Während Bundeskanzler Olaf Scholz (SPD) die Initiative unterstützt, zeigte sich Merz darüber zuletzt empört. Es sei „skandalös“, dass Scholz seine Unterschrift unter den Antrag gesetzt habe, sagte der CDU-Politiker kürzlich. Es handle sich um ein Thema, „das wie kein weiteres das Land polarisiert“. Die Initiatorinnen müssten den kompletten Antrag beiseitelegen. Deren Vorhaben, den Bundestag noch vor der Neuwahl über den Entwurf abstimmen zu lassen, sei ein „Affront“. Die geplante Abschaffung des Paragrafen 218 des Strafgesetzbuches sei „geeignet, einen völlig unnötigen Großkonflikt in Deutschland auszulösen“, sagte der CDU-Politiker.
Merz äußert sich zu umstrittener Abstimmung über Vergewaltigung in der Ehe
Im Gespräch mit der Neuen Berliner Redaktionsgesellschaft und den Stuttgarter Nachrichten äußerte sich Merz nun auch zu einer Bundestagsabstimmung aus dem Jahr 1997, in der es um die Strafbarkeit von Vergewaltigung in der Ehe ging.

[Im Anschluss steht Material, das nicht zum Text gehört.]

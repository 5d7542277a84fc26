//! Array and dictionary loops.

use super::{skip_unrecognized, ObjectParser};
use crate::cursor::ByteCursor;
use crate::error::Error;
use crate::node::{Array, Dictionary, Node, NodeKind};
use crate::span::ByteSpan;
use tracing::{debug, warn};

#[derive(Debug, Clone, Copy)]
enum Closer {
    Array,
    Dictionary,
}

impl Closer {
    fn delimiter(self) -> &'static [u8] {
        match self {
            Closer::Array => b"]",
            Closer::Dictionary => b">>",
        }
    }
}

/// Parses an array; the `[` at `start` has been consumed
pub(super) fn parse_array(
    parser: &ObjectParser,
    cursor: &mut ByteCursor<'_>,
    start: usize,
    depth: usize,
) -> Node {
    let mut children = Vec::new();
    let closed = fill(parser, cursor, &mut children, depth, Closer::Array);
    Node::new(
        ByteSpan::from_bounds(start, cursor.position()),
        NodeKind::Array(Array { children, closed }),
    )
}

/// Parses a dictionary; the `<<` at `start` has been consumed
pub(super) fn parse_dictionary(
    parser: &ObjectParser,
    cursor: &mut ByteCursor<'_>,
    start: usize,
    depth: usize,
) -> Node {
    let mut children = Vec::new();
    let closed = fill(parser, cursor, &mut children, depth, Closer::Dictionary);
    let dictionary = Dictionary::new(children, closed);

    for entry in dictionary.entries().iter().filter(|e| !e.key_is_name) {
        let key = &dictionary.children[entry.key];
        warn!("Dictionary key at {} is not a name: {}", key.span, key.label());
    }

    Node::new(
        ByteSpan::from_bounds(start, cursor.position()),
        NodeKind::Dictionary(dictionary),
    )
}

/// Parses children until the closing delimiter; returns whether it was seen
fn fill(
    parser: &ObjectParser,
    cursor: &mut ByteCursor<'_>,
    children: &mut Vec<Node>,
    depth: usize,
    closer: Closer,
) -> bool {
    loop {
        let token_start = cursor.position();
        match parser.parse_nested(cursor, children, depth) {
            Ok(Some(_)) => {}
            Ok(None) => {
                if cursor.starts_with(closer.delimiter()) {
                    cursor.skip(closer.delimiter().len());
                    return true;
                }
                skip_unrecognized(cursor, children);
            }
            Err(Error::EndOfInput { offset }) => {
                debug!("{:?} left open at end of input ({})", closer, offset);
                return false;
            }
            Err(e) => {
                warn!("{}", e);
                cursor.seek(token_start);
                skip_unrecognized(cursor, children);
            }
        }
    }
}

#[cfg(test)]
mod tests {
    use crate::cursor::ByteCursor;
    use crate::node::{Filler, Node, NodeKind};
    use crate::object::{ObjectParser, ParserConfig};
    use crate::span::{tiles, ByteSpan};
    use pretty_assertions::assert_eq;

    fn parse(input: &[u8]) -> Node {
        parse_with(ObjectParser::new(), input)
    }

    fn parse_with(parser: ObjectParser, input: &[u8]) -> Node {
        let mut cursor = ByteCursor::new(input);
        let mut list = Vec::new();
        parser
            .parse_object(&mut cursor, &mut list)
            .unwrap()
            .unwrap()
            .clone()
    }

    fn significant(node: &Node) -> Vec<&Node> {
        node.children().iter().filter(|n| !n.is_filler()).collect()
    }

    #[test]
    fn test_nested_array() {
        let input = b"[1 2 [3 4] 5]";
        let array = parse(input);
        assert_eq!(array.span, ByteSpan::new(0, input.len()));

        let items = significant(&array);
        assert_eq!(items.len(), 4);
        assert_eq!(items[2].span, ByteSpan::new(5, 5));
        let inner = significant(items[2]);
        assert_eq!(inner.len(), 2);
        assert!(inner
            .iter()
            .all(|n| matches!(n.kind, NodeKind::Numeric(_))));
    }

    #[test]
    fn test_array_children_tile_interior() {
        let input = b"[/A (x) <<>> true]";
        let array = parse(input);
        let interior = ByteSpan::from_bounds(1, input.len() - 1);
        assert!(tiles(interior, array.children().iter().map(|n| n.span)));
    }

    #[test]
    fn test_dictionary_round_trip() {
        let input = b"<</Type /Page\r\n/Kids [3 0 R] /Count 1>>";
        let dict = parse(input);
        assert_eq!(dict.span, ByteSpan::new(0, input.len()));

        let mut rebuilt = b"<<".to_vec();
        for child in dict.children() {
            rebuilt.extend_from_slice(child.span.slice(input));
        }
        rebuilt.extend_from_slice(b">>");
        assert_eq!(rebuilt, input.to_vec());

        let NodeKind::Dictionary(d) = &dict.kind else {
            panic!("expected dictionary");
        };
        assert_eq!(d.len(), 3);
        assert_eq!(d.get("Count").map(Node::label), Some("1".to_string()));
        assert_eq!(d.get("Kids").map(Node::label), Some("Array (1 items)".to_string()));
    }

    #[test]
    fn test_dictionary_non_name_key_spans_whole_range() {
        let input = b"<</A 1 2 /B>>";
        let dict = parse(input);
        assert_eq!(dict.span, ByteSpan::new(0, input.len()));
        assert!(dict.is_error());

        let NodeKind::Dictionary(d) = &dict.kind else {
            panic!("expected dictionary");
        };
        assert_eq!(d.len(), 2);
        assert!(!d.entries()[1].key_is_name);
    }

    #[test]
    fn test_hex_string_inside_dictionary() {
        let input = b"<</ID <AB01>>>";
        let dict = parse(input);
        assert_eq!(dict.span, ByteSpan::new(0, input.len()));
        assert_eq!(significant(&dict)[1].label(), "<AB01>");
    }

    #[test]
    fn test_unrecognized_bytes_are_skipped() {
        let input = b"[1 % 2 ) 3]";
        let array = parse(input);
        assert_eq!(array.span, ByteSpan::new(0, input.len()));

        let skipped: Vec<_> = array
            .children()
            .iter()
            .filter(|n| matches!(n.kind, NodeKind::Filler(Filler::Unrecognized(_))))
            .map(|n| n.span.start)
            .collect();
        assert_eq!(skipped, vec![3, 7]);
        assert_eq!(significant(&array).len(), 3);
    }

    #[test]
    fn test_malformed_keyword_is_skipped_one_byte() {
        let input = b"[trux]";
        let array = parse(input);
        assert_eq!(array.span, ByteSpan::new(0, input.len()));
        let labels: Vec<_> = array.children().iter().map(Node::label).collect();
        assert_eq!(
            labels,
            vec![
                "Unrecognized 0x74",
                "Unrecognized 0x72",
                "Unrecognized 0x75",
                "Unrecognized 0x78",
            ]
        );
    }

    #[test]
    fn test_lone_greater_than_in_dictionary() {
        let input = b"<</A > 1>>";
        let dict = parse(input);
        assert_eq!(dict.span, ByteSpan::new(0, input.len()));
        assert!(dict
            .children()
            .iter()
            .any(|n| n.kind == NodeKind::Filler(Filler::Unrecognized(b'>'))));
    }

    #[test]
    fn test_unclosed_container() {
        let input = b"[1 [2";
        let array = parse(input);
        assert_eq!(array.span, ByteSpan::new(0, input.len()));
        assert!(array.is_error());
        let inner = significant(&array)[1];
        assert!(inner.is_error());
    }

    #[test]
    fn test_depth_limit() {
        let parser = ObjectParser::with_config(ParserConfig::new().max_depth(2));
        let outer = parse_with(parser, b"[[[1]]]");

        // The third `[` is skipped, so its `]` closes the middle array early.
        assert_eq!(outer.span, ByteSpan::new(0, 6));
        let middle = &outer.children()[0];
        let labels: Vec<_> = middle.children().iter().map(Node::label).collect();
        assert_eq!(labels, vec!["Unrecognized 0x5b", "1"]);
    }
}
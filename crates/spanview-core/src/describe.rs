//! Description lookup for outline items.
//!
//! Descriptions are supplied by an explicit [`DescriptionProvider`] handed to
//! outline construction. Implement the trait to localize or extend the text.

use std::borrow::Cow;

/// Every kind of item that can appear in an outline
#[derive(Debug, Clone, Copy, PartialEq, Eq, Hash, PartialOrd, Ord)]
pub enum ItemKind {
    /// Whole document
    Document,
    /// `%PDF-x.y` header line
    Header,
    /// `%` comment line
    Comment,
    /// `N G obj ... endobj`
    IndirectObject,
    /// Frame start signature
    ObjectStart,
    /// Frame end signature
    ObjectEnd,
    /// Embedded binary payload
    Payload,
    /// Raw payload bytes
    PayloadData,
    /// Cross-reference table
    CrossReference,
    /// Cross-reference subsection header
    CrossReferenceSubsection,
    /// Cross-reference entry
    CrossReferenceEntry,
    /// `trailer` record
    Trailer,
    /// `startxref` record
    StartXref,
    /// Bytes matching no record
    Unparsed,
    /// Keyword bytes inside a record
    Keyword,
    /// Boolean token
    Boolean,
    /// Null token
    Null,
    /// Numeric token
    Numeric,
    /// Name token
    Name,
    /// Literal string token
    StringLiteral,
    /// Hexadecimal string token
    StringHexadecimal,
    /// Array container
    Array,
    /// Dictionary container
    Dictionary,
    /// Indirect reference
    Reference,
    /// Whitespace and skipped bytes
    Filler,
}

/// Supplies optional descriptions keyed by item kind
pub trait DescriptionProvider {
    /// Description for items of `kind`
    fn describe(&self, kind: ItemKind) -> Option<Cow<'_, str>>;
}

/// A provider that never describes anything
#[derive(Debug, Default, Clone, Copy)]
pub struct NoDescriptions;

impl DescriptionProvider for NoDescriptions {
    fn describe(&self, _kind: ItemKind) -> Option<Cow<'_, str>> {
        None
    }
}

/// Built-in English descriptions
#[derive(Debug, Default, Clone, Copy)]
pub struct StandardDescriptions;

impl DescriptionProvider for StandardDescriptions {
    fn describe(&self, kind: ItemKind) -> Option<Cow<'_, str>> {
        let text = match kind {
            ItemKind::Document => "PDF document",
            ItemKind::Header => "File header declaring the PDF version",
            ItemKind::Comment => "Comment line starting with '%'",
            ItemKind::IndirectObject => {
                "Indirect object, addressable by object and generation number"
            }
            ItemKind::ObjectStart => "Object number, generation number and 'obj' keyword",
            ItemKind::ObjectEnd => "'endobj' keyword closing the indirect object",
            ItemKind::Payload => "Stream: binary payload between 'stream' and 'endstream'",
            ItemKind::PayloadData => "Raw, possibly encoded stream bytes",
            ItemKind::CrossReference => "Cross-reference table mapping objects to byte offsets",
            ItemKind::CrossReferenceSubsection => "First object number and entry count",
            ItemKind::CrossReferenceEntry => {
                "10-digit offset, 5-digit generation, 'n' (in use) or 'f' (free)"
            }
            ItemKind::Trailer => "Trailer dictionary locating the catalog and xref data",
            ItemKind::StartXref => "Byte offset of the last cross-reference section",
            ItemKind::Unparsed => return None,
            ItemKind::Keyword => return None,
            ItemKind::Boolean => "Boolean object",
            ItemKind::Null => "Null object",
            ItemKind::Numeric => "Integer or real number",
            ItemKind::Name => "Name object, an atomic symbol introduced by '/'",
            ItemKind::StringLiteral => "Literal string enclosed in parentheses",
            ItemKind::StringHexadecimal => "Hexadecimal string enclosed in angle brackets",
            ItemKind::Array => "Array: ordered collection of objects",
            ItemKind::Dictionary => "Dictionary: key/value pairs keyed by names",
            ItemKind::Reference => "Indirect reference 'object generation R'",
            ItemKind::Filler => return None,
        };
        Some(Cow::Borrowed(text))
    }
}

Er habe damals für eine Widerspruchsklausel gestimmt, die es Opfern ermöglicht hätte, eine Strafverfolgung auszusetzen, um eine Ehe zu retten. „Ich habe vor über 25 Jahre für eine solche Lösung gestimmt. Auch rund die Hälfte der Unionsfraktion hat das so gesehen wie ich. Andere haben es anders gesehen – und sie haben recht gehabt aus der Rückschau“, räumte der CDU-Chef ein.
Tatsächlich stimmte Friedrich Merz bereits 1996 für einen Gesetzesentwurf von Union und FDP, der Vergewaltigungen in der Ehe unter Strafe stellen sollte. Eine darin enthaltene Widerspruchsklausel wurde allerdings stark kritisiert, sodass der Entwurf schließlich keine Mehrheit im Parlament fand. Eine Tat hätte demnach nicht strafrechtlich verfolgt werden können, wenn das Opfer dem widersprochen hätte. Die Verfolgung einer Straftat vom Ermessen eines Opfers abhängig zu machen, wäre eine Sonderregel im Deutschen Strafrecht gewesen. Zudem warnten Kritikerinnen und Kritiker davor, dass Täter ihre Opfer wegen einer solchen Regelung unter Druck setzen könnten. Als ein Jahr später erneut über den Gesetzesentwurf abgestimmt wurde – diesmal ohne die Klausel – stimmte Merz dagegen.